The public /query API currently supports one retrieval control:
{
  "retrieval": {
    "max_evidence": 25
  }
}
retrieval.max_evidence must be a positive integer. It controls the maximum number of evidence chains returned to the API consumer. If retrieval.max_evidence is omitted and include.answer is false, returned evidence is not capped by the answer-generation retrieval profile top-N limit. If include.answer is true, the selected retrieval profile cap is still enforced for answer generation. If the caller also sets retrieval.max_evidence, the lower value wins.
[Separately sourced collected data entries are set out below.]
//! A recursive-descent parser over [`Token`]s, grounded on `Parser.py`'s
//! grammar and precedence table. Precedence tiers, loosest to tightest:
//! `leak` (right) < `||` (left) < `&&` (left) < unary `!` (right) <
//! comparisons (nonassoc) < `+`/`-` (left) < `*`/`/` (left) < unary `-`
//! (right, tightest).

use mpcc_ast::{BinOp, Expr, ExprKind, Function, FunctionBody, Program, Stmt, StmtKind, Type};

use crate::error::SyntaxError;
use crate::lexer::{tokenize, Spanned, Token};

/// Parses a complete program from source text.
pub fn parse(source: &str) -> Result<Program, SyntaxError> {
    let tokens = tokenize(source)?;
    Parser::new(tokens).parse_program()
}

struct Parser {
    tokens: Vec<Spanned>,
    pos: usize,
}

impl Parser {
    fn new(tokens: Vec<Spanned>) -> Self {
        Parser { tokens, pos: 0 }
    }

    fn current(&self) -> &Token {
        &self.tokens[self.pos].token
    }

    fn lookahead(&self, n: usize) -> &Token {
        self.tokens
            .get(self.pos + n)
            .map(|s| &s.token)
            .unwrap_or(&Token::Eof)
    }

    fn line(&self) -> u32 {
        self.tokens[self.pos].line
    }

    fn bump(&mut self) -> Spanned {
        let tok = self.tokens[self.pos].clone();
        if self.pos + 1 < self.tokens.len() {
            self.pos += 1;
        }
        tok
    }

    fn unexpected(&self) -> SyntaxError {
        if *self.current() == Token::Eof {
            SyntaxError::UnexpectedEof
        } else {
            SyntaxError::UnexpectedToken {
                line: self.line(),
                symbol: format!("{:?}", self.current()),
            }
        }
    }

    fn expect(&mut self, want: &Token) -> Result<Spanned, SyntaxError> {
        if self.current() == want {
            Ok(self.bump())
        } else {
            Err(self.unexpected())
        }
    }

    fn expect_ident(&mut self) -> Result<(String, u32), SyntaxError> {
        let line = self.line();
        match self.current().clone() {
            Token::Ident(name) => {
                self.bump();
                Ok((name, line))
            }
            _ => Err(self.unexpected()),
        }
    }

    fn expect_number(&mut self) -> Result<i64, SyntaxError> {
        match self.current().clone() {
            Token::Number(n) => {
                self.bump();
                Ok(n)
            }
            _ => Err(self.unexpected()),
        }
    }

    fn parse_program(&mut self) -> Result<Program, SyntaxError> {
        let mut functions = Vec::new();
        while *self.current() != Token::Eof {
            functions.push(self.parse_function()?);
        }
        Ok(Program::new(functions))
    }

    fn parse_function(&mut self) -> Result<Function, SyntaxError> {
        if *self.current() == Token::Main {
            let line = self.line();
            self.bump();
            self.expect(&Token::LParen)?;
            self.expect(&Token::RParen)?;
            self.expect(&Token::LBrace)?;
            let stmts = self.parse_main_stmts()?;
            self.expect(&Token::RBrace)?;
            return Ok(Function::new(
                "main",
                vec![],
                FunctionBody::new(stmts, None),
                Some(line),
            ));
        }

        let (name, line) = self.expect_ident()?;
        let params = self.parse_arglist()?;
        self.expect(&Token::LBrace)?;
        let body = self.parse_funcbody()?;
        self.expect(&Token::RBrace)?;
        Ok(Function::new(name, params, body, Some(line)))
    }

    fn parse_arglist(&mut self) -> Result<Vec<String>, SyntaxError> {
        self.expect(&Token::LParen)?;
        if *self.current() == Token::RParen {
            self.bump();
            return Ok(vec![]);
        }
        let mut args = vec![self.expect_ident()?.0];
        while *self.current() == Token::Comma {
            self.bump();
            args.push(self.expect_ident()?.0);
        }
        self.expect(&Token::RParen)?;
        Ok(args)
    }

    /// `main`'s body is statements only, no trailing expression.
    fn parse_main_stmts(&mut self) -> Result<Vec<Stmt>, SyntaxError> {
        let mut stmts = Vec::new();
        while *self.current() != Token::RBrace {
            stmts.push(self.parse_stmt()?);
        }
        Ok(stmts)
    }

    /// A statement begins with `ID ASSIGN|INPUT|OUTPUT`; anything else
    /// starting at the current position is the trailing expression.
    fn starts_statement(&self) -> bool {
        matches!(self.current(), Token::Ident(_))
            && matches!(
                self.lookahead(1),
                Token::Assign | Token::InputArrow | Token::OutputArrow
            )
    }

    fn parse_funcbody(&mut self) -> Result<FunctionBody, SyntaxError> {
        let mut stmts = Vec::new();
        while self.starts_statement() {
            stmts.push(self.parse_stmt()?);
        }
        let tail = self.parse_expression()?;
        Ok(FunctionBody::new(stmts, Some(tail)))
    }

    fn parse_stmt(&mut self) -> Result<Stmt, SyntaxError> {
        let (name, line) = self.expect_ident()?;
        match self.current() {
            Token::Assign => {
                self.bump();
                let expr = self.parse_expression()?;
                self.expect(&Token::Semicolon)?;
                Ok(Stmt::new(
                    StmtKind::Assign {
                        var: name,
                        expr,
                        is_if_result_assign: false,
                    },
                    Some(line),
                ))
            }
            Token::InputArrow => {
                self.bump();
                let provider = self.expect_number()?;
                self.expect(&Token::Colon)?;
                let ty = self.parse_type()?;
                self.expect(&Token::Semicolon)?;
                Ok(Stmt::new(
                    StmtKind::Input {
                        var: name,
                        provider,
                        ty,
                    },
                    Some(line),
                ))
            }
            Token::OutputArrow => {
                self.bump();
                let (label, label_line) = self.expect_ident()?;
                self.expect(&Token::Semicolon)?;
                Ok(Stmt::new(
                    StmtKind::Output {
                        value: ExprKind::Identifier(name).at(Some(line)),
                        label,
                    },
                    Some(label_line),
                ))
            }
            _ => Err(self.unexpected()),
        }
    }

    fn parse_type(&mut self) -> Result<Type, SyntaxError> {
        match self.current() {
            Token::Bool => {
                self.bump();
                Ok(Type::Bool)
            }
            Token::Num => {
                self.bump();
                Ok(Type::Num)
            }
            _ => Err(self.unexpected()),
        }
    }

    fn parse_expression(&mut self) -> Result<Expr, SyntaxError> {
        self.parse_leak()
    }

    fn parse_leak(&mut self) -> Result<Expr, SyntaxError> {
        if *self.current() == Token::Leak {
            let line = self.line();
            self.bump();
            let inner = self.parse_leak()?;
            return Ok(ExprKind::Leak(Box::new(inner)).at(Some(line)));
        }
        self.parse_or()
    }

    fn parse_or(&mut self) -> Result<Expr, SyntaxError> {
        let mut left = self.parse_and()?;
        while *self.current() == Token::Or {
            let line = self.line();
            self.bump();
            let right = self.parse_and()?;
            left = ExprKind::Binop(BinOp::Or, Box::new(left), Box::new(right)).at(Some(line));
        }
        Ok(left)
    }

    fn parse_and(&mut self) -> Result<Expr, SyntaxError> {
        let mut left = self.parse_not()?;
        while *self.current() == Token::And {
            let line = self.line();
            self.bump();
            let right = self.parse_not()?;
            left = ExprKind::Binop(BinOp::And, Box::new(left), Box::new(right)).at(Some(line));
        }
        Ok(left)
    }

    fn parse_not(&mut self) -> Result<Expr, SyntaxError> {
        if *self.current() == Token::Not {
            let line = self.line();
            self.bump();
            let inner = self.parse_not()?;
            return Ok(ExprKind::Not(Box::new(inner)).at(Some(line)));
        }
        self.parse_comparison()
    }

    fn parse_comparison(&mut self) -> Result<Expr, SyntaxError> {
        let left = self.parse_additive()?;
        let op = match self.current() {
            Token::Equals => BinOp::Eq,
            Token::Neq => BinOp::Neq,
            Token::Lt => BinOp::Lt,
            Token::Gt => BinOp::Gt,
            Token::Lte => BinOp::Le,
            Token::Gte => BinOp::Ge,
            _ => return Ok(left),
        };
        let line = self.line();
        self.bump();
        let right = self.parse_additive()?;
        Ok(ExprKind::Binop(op, Box::new(left), Box::new(right)).at(Some(line)))
    }

    fn parse_additive(&mut self) -> Result<Expr, SyntaxError> {
        let mut left = self.parse_multiplicative()?;
        loop {
            let op = match self.current() {
                Token::Plus => BinOp::Add,
                Token::Minus => BinOp::Sub,
                _ => break,
            };
            let line = self.line();
            self.bump();
            let right = self.parse_multiplicative()?;
            left = ExprKind::Binop(op, Box::new(left), Box::new(right)).at(Some(line));
        }
        Ok(left)
    }

    fn parse_multiplicative(&mut self) -> Result<Expr, SyntaxError> {
        let mut left = self.parse_unary()?;
        loop {
            let op = match self.current() {
                Token::Times => BinOp::Mul,
                Token::Divide => BinOp::Div,
                _ => break,
            };
            let line = self.line();
            self.bump();
            let right = self.parse_unary()?;
            left = ExprKind::Binop(op, Box::new(left), Box::new(right)).at(Some(line));
        }
        Ok(left)
    }

    fn parse_unary(&mut self) -> Result<Expr, SyntaxError> {
        if *self.current() == Token::Minus {
            let line = self.line();
            self.bump();
            let inner = self.parse_unary()?;
            return Ok(ExprKind::Uminus(Box::new(inner)).at(Some(line)));
        }
        self.parse_primary()
    }

    fn parse_primary(&mut self) -> Result<Expr, SyntaxError> {
        let line = self.line();
        match self.current().clone() {
            Token::Number(n) => {
                self.bump();
                Ok(ExprKind::Number(n).at(Some(line)))
            }
            Token::True => {
                self.bump();
                Ok(ExprKind::Boolean(true).at(Some(line)))
            }
            Token::False => {
                self.bump();
                Ok(ExprKind::Boolean(false).at(Some(line)))
            }
            Token::Ident(name) => {
                self.bump();
                if *self.current() == Token::LParen {
                    self.bump();
                    let mut args = Vec::new();
                    if *self.current() != Token::RParen {
                        args.push(self.parse_expression()?);
                        while *self.current() == Token::Comma {
                            self.bump();
                            args.push(self.parse_expression()?);
                        }
                    }
                    self.expect(&Token::RParen)?;
                    Ok(ExprKind::FuncCall(name, args).at(Some(line)))
                } else {
                    Ok(ExprKind::Identifier(name).at(Some(line)))
                }
            }
            Token::LParen => {
                self.bump();
                let inner = self.parse_expression()?;
                self.expect(&Token::RParen)?;
                Ok(inner)
            }
            Token::If => {
                self.bump();
                self.expect(&Token::LParen)?;
                let cond = self.parse_expression()?;
                self.expect(&Token::RParen)?;
                self.expect(&Token::LBrace)?;
                let then_branch = self.parse_expression()?;
                self.expect(&Token::RBrace)?;
                self.expect(&Token::Else)?;
                self.expect(&Token::LBrace)?;
                let else_branch = self.parse_expression()?;
                self.expect(&Token::RBrace)?;
                Ok(ExprKind::If(Box::new(cond), Box::new(then_branch), Box::new(else_branch))
                    .at(Some(line)))
            }
            _ => Err(self.unexpected()),
        }
    }
}

#[cfg(test)]
mod tests {
    use super::*;

    #[test]
    fn parses_minimal_main() {
        let prog = parse("main() { x << 1 : num; x >> out; }").unwrap();
        assert_eq!(prog.functions.len(), 1);
        assert_eq!(prog.functions[0].name, "main");
        assert_eq!(prog.functions[0].body.stmts.len(), 2);
        assert!(prog.functions[0].body.tail.is_none());
    }

    #[test]
    fn parses_function_with_params_and_tail() {
        let prog = parse("f(a, b) { a + b }\nmain() { }").unwrap();
        let f = &prog.functions[0];
        assert_eq!(f.params, vec!["a".to_string(), "b".to_string()]);
        assert!(f.body.tail.is_some());
    }

    #[test]
    fn precedence_and_binds_tighter_than_or() {
        let prog = parse("main() { x = true || false && true; }").unwrap();
        match &prog.functions[0].body.stmts[0].kind {
            StmtKind::Assign { expr, .. } => match &expr.kind {
                ExprKind::Binop(BinOp::Or, _, right) => {
                    assert!(matches!(right.kind, ExprKind::Binop(BinOp::And, _, _)));
                }
                other => panic!("expected top-level ||, got {other:?}"),
            },
            other => panic!("expected assign, got {other:?}"),
        }
    }

    #[test]
    fn if_expression_parses_both_branches() {
        let prog = parse("main() { x = if (true) { 1 } else { 2 }; }").unwrap();
        match &prog.functions[0].body.stmts[0].kind {
            StmtKind::Assign { expr, .. } => {
                assert!(matches!(expr.kind, ExprKind::If(..)));
            }
            other => panic!("expected assign, got {other:?}"),
        }
    }

    #[test]
    fn func_call_with_args_parses() {
        let prog = parse("f(a) { a }\nmain() { x = f(3); }").unwrap();
        match &prog.functions[1].body.stmts[0].kind {
            StmtKind::Assign { expr, .. } => match &expr.kind {
                ExprKind::FuncCall(name, args) => {
                    assert_eq!(name, "f");
                    assert_eq!(args.len(), 1);
                }
                other => panic!("expected call, got {other:?}"),
            },
            other => panic!("expected assign, got {other:?}"),
        }
    }

    #[test]
    fn illegal_character_reports_lexing_error() {
        let err = parse("main() { x = 1 @ 2; }").unwrap_err();
        assert!(matches!(err, SyntaxError::IllegalChar { ch: '@', .. }));
    }

    #[test]
    fn missing_semicolon_reports_syntax_error() {
        let err = parse("main() { x = 1 }").unwrap_err();
        assert!(matches!(err, SyntaxError::UnexpectedToken { .. }));
    }
}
Other retrieval control fields are not supported on the public /query API and are rejected by request validation.

Request Examples

Structured/custom integrations can use the canonical fields directly and only override the defaults they need to change:
{
  "query": "What supply chain risks did Apple disclose in its 10-K Item 1A filings?",
  "mode": "research",
  "effort": "medium",
  "metadata_filters": {
    "sec_ticker": "AAPL",
    "sec_form_type": "10-K"
  },
  "include": {
    "summary": false
  },
  "retrieval": {
    "max_evidence": 25
  }
}
Direct LLM or agent handoff can request agent_context without duplicated raw fields:
{
  "query": "What supply chain risks did Apple disclose in its 10-K Item 1A filings?",
  "mode": "research",
  "effort": "medium",
  "metadata_filters": {
    "sec_ticker": "AAPL",
    "sec_form_type": "10-K"
  },
  "include": {
    "evidence": false,
    "evidence_instructions": false,
    "agent_context": true
  }
}
That request returns agent_context and omits top-level evidence and evidence_instructions.